C’est le début d’un voyage de 4 000 km. De Dakar, sur la côte atlantique à Bol, sur les rives du lac Tchad. Un reportage à la rencontre de femmes et d’hommes qui ont décidé de ne pas se laisser abattre, de défier des statistiques sur le développement et la santé, de les contredire par de petites et grandes actions. Par beaucoup de courage, surtout, et sans attendre la sempiternelle aide occidentale. Voilà ce que raconte Le Monde Afrique dans cette série en 27 étapes, tout le mois d’août.
La première semaine a démarré en compagnie de Ngor Gueye Touré, remarquable sage-femme « volante » sur les pistes cahoteuses de Casamance, plus proche de la frontière gambienne que de la capitale, Dakar. A l’arrière de sa camionnette tressautent les cartons de médicaments. Mais c’est son savoir-faire qui est le plus précieux, dans les villages reculés de sa tournée.
Plus au sud, en périphérie de Kolda, le quartier de Médina Chérif est connu pour son taux de chômage et ses drames sociaux, comme le raconte la marraine de quartier. C’est là que nous avons trouvé Aïcha, 13 ans, tombée enceinte par erreur. Honteuse, à la lueur d’une bougie, elle raconte son histoire, ses doutes, et ses peines, et cette fameuse « erreur ».
A Kolda toujours, beaucoup d’enfants grandissent sans exister. Leur naissance n’a jamais été déclarée. Sans carte d’identité, sans acte de naissance, pas d’étude possible au delà du CM2, pas de soins, pas de carrière. Au sud du Sénégal, 40 % des enfants sont des “fantômes”. Rencontre avec Khady, la quinzaine, bloquée à jamais dans l’enfance. Assise sous le manguier du domicile, elle regarde impuissante ses amies aller à l’école, droit élementaire qui lui est refusé en raison de son non-état civil.
Il y a un homme qui soigne, humanise et éduque les enfants fantômes. Mamadou Diédhou est de ces enseignants dévoués et déterminés, en zone de précarité. Face aux parents irresponsables, qui refusent de payer 200 francs CFA (30 centimes d’euro) pour un acte de naissance, il fait le possible et l’impossible pour redonner une existence digne à ces enfants. Quand les parents ne veulent pas l’écouter, Mammadou Diédhou va voir les enfants, sans jamais baisser les bras. Il faut écouter ce professeur pour comprendre que c’est cela, aussi, « combat pour la vie ».
Elle est jeune, elle est fraîche comme on dit au Sénégal, elle est impitoyable.
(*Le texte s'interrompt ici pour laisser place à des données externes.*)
//! Pagination engine for the flip view.
//!
//! # Responsibility
//! - Split newest-first entries into height-bounded pages (`paginate`).
//! - Append newly captured entries without reflowing locked pages (`extend`).
//! - Provide the measurement seam and the label text that gets measured.
//!
//! # Invariants
//! - Both operations are pure: no I/O, no shared state, no retries.
//! - Returned page sets are ordered oldest-page-first.
//! - Locked pages are borrowed read-only and reappear unchanged.

pub mod extend;
pub mod label;
pub mod measure;
pub mod paginate;

pub use extend::extend;
pub use label::TimestampLabel;
pub use measure::{CachedMeasure, Measure, MonospaceMeasure};
pub use paginate::paginate;
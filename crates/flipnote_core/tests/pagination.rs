use flipnote_core::{
    paginate, CachedMeasure, Entry, LayoutParams, Measure, MonospaceMeasure, Page, TimestampLabel,
};
use std::cell::Cell;
use std::collections::HashMap;

fn layout(page_height: f64) -> LayoutParams {
    LayoutParams {
        content_width: 200.0,
        page_height,
        font_size: 12.0,
        line_height: 16.0,
        item_gap: 4.0,
        top_padding: 0.0,
    }
}

/// Entries `newest..=1`, newest first.
fn logs(newest: i64) -> Vec<Entry> {
    (1..=newest)
        .rev()
        .map(|ts| Entry::new("u", format!("log{ts}"), ts))
        .collect()
}

fn constant(height: f64) -> impl Fn(&str, f64, f64, f64) -> f64 {
    move |_: &str, _: f64, _: f64, _: f64| height
}

fn timestamps(page: &Page) -> Vec<i64> {
    page.entries().iter().map(|entry| entry.timestamp).collect()
}

#[test]
fn ten_entries_three_per_page_yield_four_pages() {
    // 30 + 4 gap per entry; three fill 102 exactly, a fourth would need 136.
    let pages = paginate(&logs(10), &constant(30.0), &layout(102.0), &TimestampLabel::utc()).unwrap();

    assert_eq!(pages.len(), 4);
    let sizes: Vec<usize> = pages.iter().map(Page::len).collect();
    assert_eq!(sizes, vec![1, 3, 3, 3]);
    assert_eq!(timestamps(&pages.pages()[0]), vec![1]);
    assert_eq!(timestamps(&pages.pages()[3]), vec![10, 9, 8]);
}

#[test]
fn empty_entries_yield_zero_pages() {
    let calls = Cell::new(0usize);
    let measure = |_: &str, _: f64, _: f64, _: f64| {
        calls.set(calls.get() + 1);
        10.0
    };
    let pages = paginate(&[], &measure, &layout(100.0), &TimestampLabel::utc()).unwrap();
    assert!(pages.is_empty());
    assert_eq!(calls.get(), 0);
}

#[test]
fn oversized_single_entry_gets_one_page() {
    let entries = vec![Entry::new("u", "a very long note", 1)];
    let pages = paginate(&entries, &constant(5_000.0), &layout(100.0), &TimestampLabel::utc()).unwrap();
    assert_eq!(pages.len(), 1);
    assert_eq!(pages.pages()[0].entries(), entries.as_slice());
}

#[test]
fn oversized_entry_in_the_middle_sits_alone() {
    // log3 is huge; neighbours fit together.
    let measure = |text: &str, _: f64, _: f64, _: f64| {
        if text.ends_with("log3") {
            500.0
        } else {
            20.0
        }
    };
    let pages = paginate(&logs(5), &measure, &layout(100.0), &TimestampLabel::utc()).unwrap();

    let layout_by_page: Vec<Vec<i64>> = pages.iter().map(timestamps).collect();
    assert_eq!(layout_by_page, vec![vec![2, 1], vec![3], vec![5, 4]]);
}

#[test]
fn every_entry_appears_exactly_once() {
    let entries = logs(37);
    let measure = |text: &str, _: f64, _: f64, _: f64| (text.len() % 7) as f64 * 9.0 + 5.0;
    let pages = paginate(&entries, &measure, &layout(120.0), &TimestampLabel::utc()).unwrap();

    let mut seen: HashMap<i64, usize> = HashMap::new();
    for page in &pages {
        assert!(!page.is_empty());
        for entry in page.entries() {
            *seen.entry(entry.timestamp).or_default() += 1;
        }
    }
    assert_eq!(seen.len(), entries.len());
    assert!(seen.values().all(|count| *count == 1));
    assert_eq!(pages.entry_count(), entries.len());
}

#[test]
fn pages_run_oldest_to_newest_and_keep_newest_first_inside() {
    let entries = logs(12);
    let pages = paginate(&entries, &constant(16.0), &layout(100.0), &TimestampLabel::utc()).unwrap();

    assert!(pages.pages()[0].entries().iter().any(|e| e.timestamp == 1));
    assert!(pages.pages()[pages.len() - 1]
        .entries()
        .iter()
        .any(|e| e.timestamp == 12));

    for page in &pages {
        let inside = timestamps(page);
        assert!(inside.windows(2).all(|pair| pair[0] > pair[1]));
    }
    for pair in pages.pages().windows(2) {
        let older_newest = pair[0].newest().unwrap().timestamp;
        let newer_oldest = pair[1].oldest().unwrap().timestamp;
        assert!(older_newest < newer_oldest);
    }
}

#[test]
fn no_page_exceeds_height_unless_it_holds_one_entry() {
    let entries = logs(40);
    let measure = |text: &str, _: f64, _: f64, _: f64| ((text.len() * 13) % 90) as f64;
    let params = LayoutParams {
        top_padding: 10.0,
        ..layout(150.0)
    };
    let label = TimestampLabel::utc();
    let pages = paginate(&entries, &measure, &params, &label).unwrap();

    for page in &pages {
        let used: f64 = params.top_padding
            + page
                .entries()
                .iter()
                .map(|e| measure(&label.measure_text(e), 0.0, 0.0, 0.0).ceil() + params.item_gap)
                .sum::<f64>();
        assert!(used <= params.page_height || page.len() == 1, "overfull page: {used}");
    }
}

#[derive(Debug, PartialEq)]
struct FontsNotLoaded;

struct FailOnSecondCall {
    calls: Cell<usize>,
}

impl Measure for FailOnSecondCall {
    type Error = FontsNotLoaded;

    fn measure(&self, _: &str, _: f64, _: f64, _: f64) -> Result<f64, FontsNotLoaded> {
        self.calls.set(self.calls.get() + 1);
        if self.calls.get() == 2 {
            Err(FontsNotLoaded)
        } else {
            Ok(10.0)
        }
    }
}

#[test]
fn measurement_failure_propagates_unchanged() {
    let measure = FailOnSecondCall {
        calls: Cell::new(0),
    };
    let result = paginate(&logs(5), &measure, &layout(100.0), &TimestampLabel::utc());
    assert_eq!(result, Err(FontsNotLoaded));
    assert_eq!(measure.calls.get(), 2);
}

#[test]
fn cached_measure_is_transparent() {
    let entries = logs(25);
    let plain = MonospaceMeasure::default();
    let cached = CachedMeasure::new(MonospaceMeasure::default());
    let params = LayoutParams {
        content_width: 120.0,
        page_height: 400.0,
        ..LayoutParams::default()
    };
    let label = TimestampLabel::utc();

    let expected = paginate(&entries, &plain, &params, &label).unwrap();
    let first = paginate(&entries, &cached, &params, &label).unwrap();
    let second = paginate(&entries, &cached, &params, &label).unwrap();

    assert_eq!(first, expected);
    assert_eq!(second, expected);
    assert_eq!(cached.len(), entries.len());
}

#[test]
fn monospace_measure_breaks_multi_line_notes() {
    // 10 columns, 20px rows. Label (20 cols) wraps to 2 rows; body adds 1 row per line.
    let measure = MonospaceMeasure { advance_ratio: 1.0 };
    let params = LayoutParams {
        content_width: 100.0,
        page_height: 200.0,
        font_size: 10.0,
        line_height: 20.0,
        item_gap: 0.0,
        top_padding: 0.0,
    };
    let entries = vec![
        Entry::new("u", "one\ntwo\nthree", 3_000),
        Entry::new("u", "short", 2_000),
        Entry::new("u", "short", 1_000),
    ];
    let pages = paginate(&entries, &measure, &params, &TimestampLabel::utc()).unwrap();

    // 100px + 60px fit on one page; the oldest (60px) goes to the next.
    let layout_by_page: Vec<Vec<i64>> = pages.iter().map(timestamps).collect();
    assert_eq!(layout_by_page, vec![vec![1_000], vec![3_000, 2_000]]);
}
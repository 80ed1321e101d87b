//! Entry store migration registry and executor.
//!
//! # Invariants
//! - `version` values are strictly increasing.
//! - Pending migrations apply in one transaction and are mirrored to
//!   `PRAGMA user_version`.

use crate::db::{DbError, DbResult};
use rusqlite::Connection;

#[derive(Debug, Clone, Copy)]
struct Migration {
    version: u32,
    sql: &'static str,
}

const MIGRATIONS: &[Migration] = &[Migration {
    version: 1,
    sql: include_str!("0001_entries.sql"),
}];

/// Latest schema version known by this build.
pub fn latest_version() -> u32 {
    MIGRATIONS.last().map_or(0, |migration| migration.version)
}

/// Current `PRAGMA user_version` of `conn`.
pub fn current_version(conn: &Connection) -> DbResult<u32> {
    let version = conn.query_row("PRAGMA user_version;", [], |row| row.get::<_, u32>(0))?;
    Ok(version)
}

/// Applies all pending migrations.
///
/// # Errors
/// `NewerSchema` when the database is newer than this build.
pub fn apply_migrations(conn: &mut Connection) -> DbResult<()> {
    let current = current_version(conn)?;
    let latest = latest_version();

    if current > latest {
        return Err(DbError::NewerSchema {
            found: current,
            supported: latest,
        });
    }
    if current == latest {
        return Ok(());
    }

    let tx = conn.transaction()?;
    for migration in MIGRATIONS.iter().filter(|m| m.version > current) {
        tx.execute_batch(migration.sql)?;
        tx.execute_batch(&format!("PRAGMA user_version = {};", migration.version))?;
    }
    tx.commit()?;

    Ok(())
}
Sylvie s’est engagée à douze ans (!) pour lutter contre les mariages précoces, les grossesses non souhaitées, les mutilations génitales. Nous l’avons surnommée « féministe de brousse », même si les quartiers poussiéreux qu’elle arpente sans relâche sont plutôt la périphérie d’une ville pauvre de province, contruits à la hâte pour les Sénégalais arrivant de la « brousse », justement, avec les mentalités traditionnelles que Sylvie, 18 ans aujourd’hui, est en train de faire changer.
Le lendemain, rencontre avec Barnabé Gning, médecin chef de la région de Kolda. Dans cette région de Casamance, carrefour entre la Gambie, la Guinée-Conakry et la Guinée-Bissau, Ebola reste une menace et une crainte. Pour tenter de minimiser le risque, Docteur Gning utilise les téléphones portables et envoie des SMS via une application dédiée, M-Ebola.
Ce dernier épisode de la semaine sera comme un passage de la frontière avec la Guinée, où se poursuit notre périple. Là-bas, en Guinée, Ebola a fait des ravages. Des milliers de morts et des traumatismes durables. Nous irons à Dubréka, dernier foyer du virus Ebola à s’éteindre, où les habitants ont cru voir leur dernière heure approcher. Mais aussi à Siguiri, où sévit une autre maladie virale, la fièvre de l’or.